Task data:

- Opening Delimiter -

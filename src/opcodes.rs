//! # Opcode Metadata Table
//!
//! This module contains the complete 256-entry opcode metadata table that
//! serves as the single source of truth for 6502 instruction decode.
//!
//! The table covers:
//! - **151 documented instructions** - Official NMOS 6502 opcodes
//! - **105 illegal/undocumented opcodes** - Marked `Mnemonic::Illegal`
//!
//! Each entry records the mnemonic, addressing mode, base cycle cost
//! (excluding page-crossing and branch penalties, which are charged
//! dynamically) and the instruction size in bytes. Conformance to the
//! published 6502 table is the binary-compatibility contract with any
//! assembler targeting this engine.

use crate::addressing::AddressingMode;

/// Instruction mnemonic.
///
/// One variant per documented 6502 instruction, plus [`Mnemonic::Illegal`]
/// for the 105 undocumented opcodes. Dispatch in the execution loop is an
/// exhaustive match over this enum, so no opcode falls through silently.
#[derive(Debug, Clone, Copy, PartialEq, Eq)]
pub enum Mnemonic {
    Adc, And, Asl, Bcc, Bcs, Beq, Bit, Bmi, Bne, Bpl, Brk, Bvc, Bvs, Clc,
    Cld, Cli, Clv, Cmp, Cpx, Cpy, Dec, Dex, Dey, Eor, Inc, Inx, Iny, Jmp,
    Jsr, Lda, Ldx, Ldy, Lsr, Nop, Ora, Pha, Php, Pla, Plp, Rol, Ror, Rti,
    Rts, Sbc, Sec, Sed, Sei, Sta, Stx, Sty, Tax, Tay, Tsx, Txa, Txs, Tya,
    /// Undocumented opcode with no handler.
    Illegal,
}

impl Mnemonic {
    /// Returns the conventional three-letter assembly name, or `"???"` for
    /// undocumented opcodes.
    pub fn name(self) -> &'static str {
        match self {
            Mnemonic::Adc => "ADC",
            Mnemonic::And => "AND",
            Mnemonic::Asl => "ASL",
            Mnemonic::Bcc => "BCC",
            Mnemonic::Bcs => "BCS",
            Mnemonic::Beq => "BEQ",
            Mnemonic::Bit => "BIT",
            Mnemonic::Bmi => "BMI",
            Mnemonic::Bne => "BNE",
            Mnemonic::Bpl => "BPL",
            Mnemonic::Brk => "BRK",
            Mnemonic::Bvc => "BVC",
            Mnemonic::Bvs => "BVS",
            Mnemonic::Clc => "CLC",
            Mnemonic::Cld => "CLD",
            Mnemonic::Cli => "CLI",
            Mnemonic::Clv => "CLV",
            Mnemonic::Cmp => "CMP",
            Mnemonic::Cpx => "CPX",
            Mnemonic::Cpy => "CPY",
            Mnemonic::Dec => "DEC",
            Mnemonic::Dex => "DEX",
            Mnemonic::Dey => "DEY",
            Mnemonic::Eor => "EOR",
            Mnemonic::Inc => "INC",
            Mnemonic::Inx => "INX",
            Mnemonic::Iny => "INY",
            Mnemonic::Jmp => "JMP",
            Mnemonic::Jsr => "JSR",
            Mnemonic::Lda => "LDA",
            Mnemonic::Ldx => "LDX",
            Mnemonic::Ldy => "LDY",
            Mnemonic::Lsr => "LSR",
            Mnemonic::Nop => "NOP",
            Mnemonic::Ora => "ORA",
            Mnemonic::Pha => "PHA",
            Mnemonic::Php => "PHP",
            Mnemonic::Pla => "PLA",
            Mnemonic::Plp => "PLP",
            Mnemonic::Rol => "ROL",
            Mnemonic::Ror => "ROR",
            Mnemonic::Rti => "RTI",
            Mnemonic::Rts => "RTS",
            Mnemonic::Sbc => "SBC",
            Mnemonic::Sec => "SEC",
            Mnemonic::Sed => "SED",
            Mnemonic::Sei => "SEI",
            Mnemonic::Sta => "STA",
            Mnemonic::Stx => "STX",
            Mnemonic::Sty => "STY",
            Mnemonic::Tax => "TAX",
            Mnemonic::Tay => "TAY",
            Mnemonic::Tsx => "TSX",
            Mnemonic::Txa => "TXA",
            Mnemonic::Txs => "TXS",
            Mnemonic::Tya => "TYA",
            Mnemonic::Illegal => "???",
        }
    }
}

impl std::fmt::Display for Mnemonic {
    fn fmt(&self, f: &mut std::fmt::Formatter) -> std::fmt::Result {
        f.write_str(self.name())
    }
}

/// Metadata for a single 6502 opcode.
///
/// # Examples
///
/// ```
/// use core6502::{AddressingMode, Mnemonic, OPCODE_TABLE};
///
/// // Look up LDA immediate (opcode 0xA9)
/// let lda_imm = &OPCODE_TABLE[0xA9];
/// assert_eq!(lda_imm.mnemonic, Mnemonic::Lda);
/// assert_eq!(lda_imm.addressing_mode, AddressingMode::Immediate);
/// assert_eq!(lda_imm.base_cycles, 2);
/// assert_eq!(lda_imm.size_bytes, 2);
/// ```
#[derive(Debug, Clone, Copy, PartialEq, Eq)]
pub struct OpcodeMetadata {
    /// Instruction mnemonic.
    pub mnemonic: Mnemonic,

    /// Addressing mode for this instruction.
    pub addressing_mode: AddressingMode,

    /// Base cycle cost (before page-crossing and branch penalties).
    ///
    /// Illegal opcodes charge 1 cycle: the opcode fetch of the no-op they
    /// decay into.
    pub base_cycles: u8,

    /// Total instruction size in bytes (opcode + operands, 1-3).
    pub size_bytes: u8,
}

/// Table-row constructor, keeps the 256-entry literal readable.
const fn op(
    mnemonic: Mnemonic,
    addressing_mode: AddressingMode,
    base_cycles: u8,
    size_bytes: u8,
) -> OpcodeMetadata {
    OpcodeMetadata {
        mnemonic,
        addressing_mode,
        base_cycles,
        size_bytes,
    }
}

/// Row for an undocumented opcode: reported and skipped at 1 cycle.
const fn il() -> OpcodeMetadata {
    op(Mnemonic::Illegal, AddressingMode::Implicit, 1, 1)
}

use AddressingMode::*;
use Mnemonic::*;

/// Complete 256-entry opcode metadata table indexed by opcode byte value.
///
/// Documented entries carry the official mnemonic, addressing mode, cycle
/// cost and size; undocumented entries are `Mnemonic::Illegal`.
#[rustfmt::skip]
pub const OPCODE_TABLE: [OpcodeMetadata; 256] = [
    // 0x00 - 0x0F
    op(Brk, Implicit, 7, 1),    op(Ora, IndirectX, 6, 2),   il(),                       il(),
    il(),                       op(Ora, ZeroPage, 3, 2),    op(Asl, ZeroPage, 5, 2),    il(),
    op(Php, Implicit, 3, 1),    op(Ora, Immediate, 2, 2),   op(Asl, Accumulator, 2, 1), il(),
    il(),                       op(Ora, Absolute, 4, 3),    op(Asl, Absolute, 6, 3),    il(),
    // 0x10 - 0x1F
    op(Bpl, Relative, 2, 2),    op(Ora, IndirectY, 5, 2),   il(),                       il(),
    il(),                       op(Ora, ZeroPageX, 4, 2),   op(Asl, ZeroPageX, 6, 2),   il(),
    op(Clc, Implicit, 2, 1),    op(Ora, AbsoluteY, 4, 3),   il(),                       il(),
    il(),                       op(Ora, AbsoluteX, 4, 3),   op(Asl, AbsoluteX, 7, 3),   il(),
    // 0x20 - 0x2F
    op(Jsr, Absolute, 6, 3),    op(And, IndirectX, 6, 2),   il(),                       il(),
    op(Bit, ZeroPage, 3, 2),    op(And, ZeroPage, 3, 2),    op(Rol, ZeroPage, 5, 2),    il(),
    op(Plp, Implicit, 4, 1),    op(And, Immediate, 2, 2),   op(Rol, Accumulator, 2, 1), il(),
    op(Bit, Absolute, 4, 3),    op(And, Absolute, 4, 3),    op(Rol, Absolute, 6, 3),    il(),
    // 0x30 - 0x3F
    op(Bmi, Relative, 2, 2),    op(And, IndirectY, 5, 2),   il(),                       il(),
    il(),                       op(And, ZeroPageX, 4, 2),   op(Rol, ZeroPageX, 6, 2),   il(),
    op(Sec, Implicit, 2, 1),    op(And, AbsoluteY, 4, 3),   il(),                       il(),
    il(),                       op(And, AbsoluteX, 4, 3),   op(Rol, AbsoluteX, 7, 3),   il(),
    // 0x40 - 0x4F
    op(Rti, Implicit, 6, 1),    op(Eor, IndirectX, 6, 2),   il(),                       il(),
    il(),                       op(Eor, ZeroPage, 3, 2),    op(Lsr, ZeroPage, 5, 2),    il(),
    op(Pha, Implicit, 3, 1),    op(Eor, Immediate, 2, 2),   op(Lsr, Accumulator, 2, 1), il(),
    op(Jmp, Absolute, 3, 3),    op(Eor, Absolute, 4, 3),    op(Lsr, Absolute, 6, 3),    il(),
    // 0x50 - 0x5F
    op(Bvc, Relative, 2, 2),    op(Eor, IndirectY, 5, 2),   il(),                       il(),
    il(),                       op(Eor, ZeroPageX, 4, 2),   op(Lsr, ZeroPageX, 6, 2),   il(),
    op(Cli, Implicit, 2, 1),    op(Eor, AbsoluteY, 4, 3),   il(),                       il(),
    il(),                       op(Eor, AbsoluteX, 4, 3),   op(Lsr, AbsoluteX, 7, 3),   il(),
    // 0x60 - 0x6F
    op(Rts, Implicit, 6, 1),    op(Adc, IndirectX, 6, 2),   il(),                       il(),
    il(),                       op(Adc, ZeroPage, 3, 2),    op(Ror, ZeroPage, 5, 2),    il(),
    op(Pla, Implicit, 4, 1),    op(Adc, Immediate, 2, 2),   op(Ror, Accumulator, 2, 1), il(),
    op(Jmp, Indirect, 5, 3),    op(Adc, Absolute, 4, 3),    op(Ror, Absolute, 6, 3),    il(),
    // 0x70 - 0x7F
    op(Bvs, Relative, 2, 2),    op(Adc, IndirectY, 5, 2),   il(),                       il(),
    il(),                       op(Adc, ZeroPageX, 4, 2),   op(Ror, ZeroPageX, 6, 2),   il(),
    op(Sei, Implicit, 2, 1),    op(Adc, AbsoluteY, 4, 3),   il(),                       il(),
    il(),                       op(Adc, AbsoluteX, 4, 3),   op(Ror, AbsoluteX, 7, 3),   il(),
    // 0x80 - 0x8F
    il(),                       op(Sta, IndirectX, 6, 2),   il(),                       il(),
    op(Sty, ZeroPage, 3, 2),    op(Sta, ZeroPage, 3, 2),    op(Stx, ZeroPage, 3, 2),    il(),
    op(Dey, Implicit, 2, 1),    il(),                       op(Txa, Implicit, 2, 1),    il(),
    op(Sty, Absolute, 4, 3),    op(Sta, Absolute, 4, 3),    op(Stx, Absolute, 4, 3),    il(),
    // 0x90 - 0x9F
    op(Bcc, Relative, 2, 2),    op(Sta, IndirectY, 6, 2),   il(),                       il(),
    op(Sty, ZeroPageX, 4, 2),   op(Sta, ZeroPageX, 4, 2),   op(Stx, ZeroPageY, 4, 2),   il(),
    op(Tya, Implicit, 2, 1),    op(Sta, AbsoluteY, 5, 3),   op(Txs, Implicit, 2, 1),    il(),
    il(),                       op(Sta, AbsoluteX, 5, 3),   il(),                       il(),
    // 0xA0 - 0xAF
    op(Ldy, Immediate, 2, 2),   op(Lda, IndirectX, 6, 2),   op(Ldx, Immediate, 2, 2),   il(),
    op(Ldy, ZeroPage, 3, 2),    op(Lda, ZeroPage, 3, 2),    op(Ldx, ZeroPage, 3, 2),    il(),
    op(Tay, Implicit, 2, 1),    op(Lda, Immediate, 2, 2),   op(Tax, Implicit, 2, 1),    il(),
    op(Ldy, Absolute, 4, 3),    op(Lda, Absolute, 4, 3),    op(Ldx, Absolute, 4, 3),    il(),
    // 0xB0 - 0xBF
    op(Bcs, Relative, 2, 2),    op(Lda, IndirectY, 5, 2),   il(),                       il(),
    op(Ldy, ZeroPageX, 4, 2),   op(Lda, ZeroPageX, 4, 2),   op(Ldx, ZeroPageY, 4, 2),   il(),
    op(Clv, Implicit, 2, 1),    op(Lda, AbsoluteY, 4, 3),   op(Tsx, Implicit, 2, 1),    il(),
    op(Ldy, AbsoluteX, 4, 3),   op(Lda, AbsoluteX, 4, 3),   op(Ldx, AbsoluteY, 4, 3),   il(),
    // 0xC0 - 0xCF
    op(Cpy, Immediate, 2, 2),   op(Cmp, IndirectX, 6, 2),   il(),                       il(),
    op(Cpy, ZeroPage, 3, 2),    op(Cmp, ZeroPage, 3, 2),    op(Dec, ZeroPage, 5, 2),    il(),
    op(Iny, Implicit, 2, 1),    op(Cmp, Immediate, 2, 2),   op(Dex, Implicit, 2, 1),    il(),
    op(Cpy, Absolute, 4, 3),    op(Cmp, Absolute, 4, 3),    op(Dec, Absolute, 6, 3),    il(),
    // 0xD0 - 0xDF
    op(Bne, Relative, 2, 2),    op(Cmp, IndirectY, 5, 2),   il(),                       il(),
    il(),                       op(Cmp, ZeroPageX, 4, 2),   op(Dec, ZeroPageX, 6, 2),   il(),
    op(Cld, Implicit, 2, 1),    op(Cmp, AbsoluteY, 4, 3),   il(),                       il(),
    il(),                       op(Cmp, AbsoluteX, 4, 3),   op(Dec, AbsoluteX, 7, 3),   il(),
    // 0xE0 - 0xEF
    op(Cpx, Immediate, 2, 2),   op(Sbc, IndirectX, 6, 2),   il(),                       il(),
    op(Cpx, ZeroPage, 3, 2),    op(Sbc, ZeroPage, 3, 2),    op(Inc, ZeroPage, 5, 2),    il(),
    op(Inx, Implicit, 2, 1),    op(Sbc, Immediate, 2, 2),   op(Nop, Implicit, 2, 1),    il(),
    op(Cpx, Absolute, 4, 3),    op(Sbc, Absolute, 4, 3),    op(Inc, Absolute, 6, 3),    il(),
    // 0xF0 - 0xFF
    op(Beq, Relative, 2, 2),    op(Sbc, IndirectY, 5, 2),   il(),                       il(),
    il(),                       op(Sbc, ZeroPageX, 4, 2),   op(Inc, ZeroPageX, 6, 2),   il(),
    op(Sed, Implicit, 2, 1),    op(Sbc, AbsoluteY, 4, 3),   il(),                       il(),
    il(),                       op(Sbc, AbsoluteX, 4, 3),   op(Inc, AbsoluteX, 7, 3),   il(),
];

#[cfg(test)]
mod tests {
    use super::*;

    #[test]
    fn test_documented_opcode_count() {
        let documented = OPCODE_TABLE
            .iter()
            .filter(|m| m.mnemonic != Mnemonic::Illegal)
            .count();
        assert_eq!(documented, 151);
    }

    #[test]
    fn test_spot_check_entries() {
        assert_eq!(OPCODE_TABLE[0x00].mnemonic, Mnemonic::Brk);
        assert_eq!(OPCODE_TABLE[0x00].base_cycles, 7);

        assert_eq!(OPCODE_TABLE[0xA9].mnemonic, Mnemonic::Lda);
        assert_eq!(OPCODE_TABLE[0xA9].addressing_mode, AddressingMode::Immediate);

        assert_eq!(OPCODE_TABLE[0x6C].mnemonic, Mnemonic::Jmp);
        assert_eq!(OPCODE_TABLE[0x6C].addressing_mode, AddressingMode::Indirect);
        assert_eq!(OPCODE_TABLE[0x6C].base_cycles, 5);

        assert_eq!(OPCODE_TABLE[0x91].mnemonic, Mnemonic::Sta);
        assert_eq!(OPCODE_TABLE[0x91].base_cycles, 6); // stores take no page penalty

        assert_eq!(OPCODE_TABLE[0xEA].mnemonic, Mnemonic::Nop);
    }

    #[test]
    fn test_sizes_match_addressing_modes() {
        for metadata in OPCODE_TABLE.iter() {
            if metadata.mnemonic == Mnemonic::Illegal {
                continue;
            }
            let expected = match metadata.addressing_mode {
                AddressingMode::Implicit | AddressingMode::Accumulator => 1,
                AddressingMode::Immediate
                | AddressingMode::ZeroPage
                | AddressingMode::ZeroPageX
                | AddressingMode::ZeroPageY
                | AddressingMode::Relative
                | AddressingMode::IndirectX
                | AddressingMode::IndirectY => 2,
                AddressingMode::Absolute
                | AddressingMode::AbsoluteX
                | AddressingMode::AbsoluteY
                | AddressingMode::Indirect => 3,
            };
            assert_eq!(metadata.size_bytes, expected, "{}", metadata.mnemonic);
        }
    }
}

- Closing Delimiter -

What this task involves:
When you answer, output each line of the data exactly as given, from its first line up to and including the one with "- **105 illegal/undocumented".

Response for this exercise:
filename src/opcodes.rs
//! # Opcode Metadata Table
//!
//! This module contains the complete 256-entry opcode metadata table that
//! serves as the single source of truth for 6502 instruction decode.
//!
//! The table covers:
//! - **151 documented instructions** - Official NMOS 6502 opcodes
//! - **105 illegal/undocumented opcodes** - Marked `Mnemonic::Illegal`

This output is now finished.